The Legal Rights and Natural Resources Center (LRC), a policy and legal research and advocacy organization operating in Luzon and Mindanao, today expressed its alarm over the swift passage of the Anti-Terrorism Bill in the House Committees on Justice and Foreign Affairs. This development followed on the heels of the issuance of EO 464 and the announcement of the “calibrated preemptive response” policy of the Arroyo administration.

LRC noted that the bill that was passed contained the controversial provision which empowers the Justice Secretary to designate groups as “terrorist organizations”.

“Who will be held accountable for mistaken designation of an organization as a terrorist group?” asked Lodel Magbanua, LRC team leader for policy advocacy. “Too much power is granted to the designating authority without corresponding safeguards for the people who may be wrongfully tagged as terrorists.”

“Legitimate organizations, specially those critical of President Gloria Macapagal Arroyo’s economic policies, are not terrorist groups and should not be subjected to restrictive measures for assisting communities through legal services in opposing destruction of their communities and environmental degredation,” said Magbanua.

“In her drive to promote extractive industries like large-scale mining and commercial tree plantations, she has already caused the short-cutting of free and prior informed consent requirements and environmental impact assessment procedures intended to protect both the environment and the rights of communities adversely affected by so-called development projects. The impending Anti-Terrorism Law will now give her means to crush community opposition to such environmentally-disastrous projects.

“We are worried that people’s organizations and non-governmental organizations opposed to mining are the next targets of terrorist tagging because this has happened before. In 2003, the Department of National Defense (DND) has publicly called NGOs and POs percieved as anti-mining as ‘economic saboteurs’ and as ‘linked to terrorist organizations’ simply for doing community work in areas affected by large-scale mining.” Magbanua said

“Its no secret that the impending Anti-Terrorism Law is intended to have a chilling effect on public criticism of government policies. The consequences for public participation in environmental decision-making is indeed tragic.
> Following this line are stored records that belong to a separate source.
//! 통합 테스트용 결정적 가짜 구현 (네트워크 없음)

#![allow(dead_code)]

use std::sync::atomic::{AtomicBool, Ordering};
use std::sync::{Arc, Mutex};

use async_trait::async_trait;
use tempfile::TempDir;

use ata_rag::knowledge::{default_chunker, RecordStore};
use ata_rag::llm::{LanguageModel, ModelBackend, ModelProvider};
use ata_rag::rag::RelevanceModel;
use ata_rag::{
    AtaService, ChatService, DenseIndex, EmbeddingProvider, HybridRetriever, MemoryVectorStore,
    RagConfig, RagError, RagResult, Reranker,
};

pub const DIM: usize = 64;

/// 단어 해시 버킷 임베딩 (`down`이 켜지면 API 장애처럼 실패)
#[derive(Default)]
pub struct HashEmbedding {
    pub down: AtomicBool,
}

#[async_trait]
impl EmbeddingProvider for HashEmbedding {
    async fn embed(&self, text: &str) -> anyhow::Result<Vec<f32>> {
        if self.down.load(Ordering::SeqCst) {
            return Err(RagError::BackendUnavailable("embedding API unreachable".into()).into());
        }
        let mut v = vec![0.0f32; DIM];
        for word in text
            .split(|c: char| !c.is_alphanumeric())
            .filter(|w| !w.is_empty())
        {
            let bucket = word
                .to_lowercase()
                .bytes()
                .fold(17usize, |h, b| h.wrapping_mul(31).wrapping_add(b as usize))
                % DIM;
            v[bucket] += 1.0;
        }
        Ok(v)
    }

    fn dimension(&self) -> usize {
        DIM
    }

    fn name(&self) -> &str {
        "hash"
    }
}

/// 질문 단어 겹침 수로 채점하는 관련도 모델
pub struct KeywordRelevance;

#[async_trait]
impl RelevanceModel for KeywordRelevance {
    async fn score(&self, query: &str, documents: &[String]) -> anyhow::Result<Vec<f32>> {
        let terms: Vec<String> = query
            .split(|c: char| !c.is_alphanumeric())
            .filter(|w| w.chars().count() > 2)
            .map(|w| w.to_lowercase())
            .collect();
        Ok(documents
            .iter()
            .map(|d| {
                let lower = d.to_lowercase();
                terms.iter().filter(|t| lower.contains(t.as_str())).count() as f32
            })
            .collect())
    }

    fn name(&self) -> &str {
        "keyword"
    }
}

/// 미리 정한 응답을 돌려주고 프롬프트를 기록하는 모델
pub struct ScriptedModel {
    reply: Option<String>,
    pub prompts: Mutex<Vec<String>>,
}

impl ScriptedModel {
    pub fn replying(reply: &str) -> Arc<Self> {
        Arc::new(Self {
            reply: Some(reply.to_string()),
            prompts: Mutex::new(vec![]),
        })
    }

    /// 항상 연결 실패
    pub fn unreachable() -> Arc<Self> {
        Arc::new(Self {
            reply: None,
            prompts: Mutex::new(vec![]),
        })
    }

    pub fn prompts(&self) -> Vec<String> {
        self.prompts.lock().unwrap().clone()
    }
}

#[async_trait]
impl LanguageModel for ScriptedModel {
    async fn generate(&self, prompt: &str) -> RagResult<String> {
        self.prompts.lock().unwrap().push(prompt.to_string());
        match &self.reply {
            Some(reply) => Ok(reply.clone()),
            None => Err(RagError::BackendUnavailable("scripted backend down".into())),
        }
    }

    fn model_name(&self) -> &str {
        "scripted"
    }
}

/// 모든 백엔드에 같은 모델을 주는 프로바이더
pub struct FakeProvider {
    pub model: Arc<ScriptedModel>,
    /// false면 호스팅 백엔드는 자격증명 없음
    pub hosted_credential: bool,
}

impl ModelProvider for FakeProvider {
    fn connect(&self, backend: &ModelBackend, _temperature: f32) -> RagResult<Arc<dyn LanguageModel>> {
        if matches!(backend, ModelBackend::Hosted { .. }) && !self.hosted_credential {
            return Err(RagError::MissingCredential("GOOGLE_API_KEY"));
        }
        Ok(self.model.clone())
    }
}

/// 임시 디렉토리 위의 전체 파이프라인
pub struct Harness {
    pub dir: TempDir,
    pub config: RagConfig,
    pub embedding: Arc<HashEmbedding>,
    pub dense: DenseIndex,
    pub records: Arc<RecordStore>,
    pub ingest: AtaService,
}

impl Harness {
    pub fn new() -> Self {
        let dir = TempDir::new().unwrap();
        let mut config = RagConfig::default();
        config.data_dir = dir.path().to_path_buf();

        let embedding = Arc::new(HashEmbedding::default());
        let dense = DenseIndex::new(embedding.clone(), Arc::new(MemoryVectorStore::new()));
        let records = Arc::new(RecordStore::open_in(&config.data_dir).unwrap());
        let ingest = AtaService::new(
            default_chunker().unwrap(),
            dense.clone(),
            records.clone(),
            config.uploads_dir(),
        );

        Self {
            dir,
            config,
            embedding,
            dense,
            records,
            ingest,
        }
    }

    /// 임베딩 API 장애 흉내
    pub fn set_embedding_down(&self, down: bool) {
        self.embedding.down.store(down, Ordering::SeqCst);
    }

    /// 질의 확장 없이 채팅 서비스 시작
    pub async fn chat(&self, provider: FakeProvider, reranker: Option<Reranker>) -> ChatService {
        let retriever = HybridRetriever::new(self.dense.clone(), self.config.retrieval.clone()).unwrap();
        ChatService::start(
            retriever,
            reranker,
            self.records.clone(),
            Arc::new(provider),
            &self.config,
        )
        .await
        .unwrap()
        .with_augmenter(None)
    }
}

pub fn provider(reply: &str) -> (FakeProvider, Arc<ScriptedModel>) {
    let model = ScriptedModel::replying(reply);
    (
        FakeProvider {
            model: model.clone(),
            hosted_credential: true,
        },
        model,
    )
}

pub const THREE_PARAGRAPHS: &str = "A reunião ordinária do colegiado do curso foi aberta pela coordenadora.\n\n\
O colegiado aprovou o calendário acadêmico do próximo semestre por unanimidade.\n\n\
Foram discutidas as bolsas de monitoria e a distribuição entre os departamentos.";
We will be inviting repeats of the Marinduque Marcopper disaster,” he added.

LRC noted that under Section 8 of the Anti-Terrorism Bill, a group may be proscribed as a “terrorist organization” if “any member or members have committed an act of terrorism as defined” in the law. “This is clearly a case of collective punishment on the basis of guilt by association,” Magbanua remarked.

“The effectiveness of blacklisting of so-called terrorist organizations to curb terrorism is not a proven fact. On the contrary, it has generated a lot of complaints of human rights violations and it fosters escalation of conflict rather than dialogue between government and civil society,” Magbanua concluded.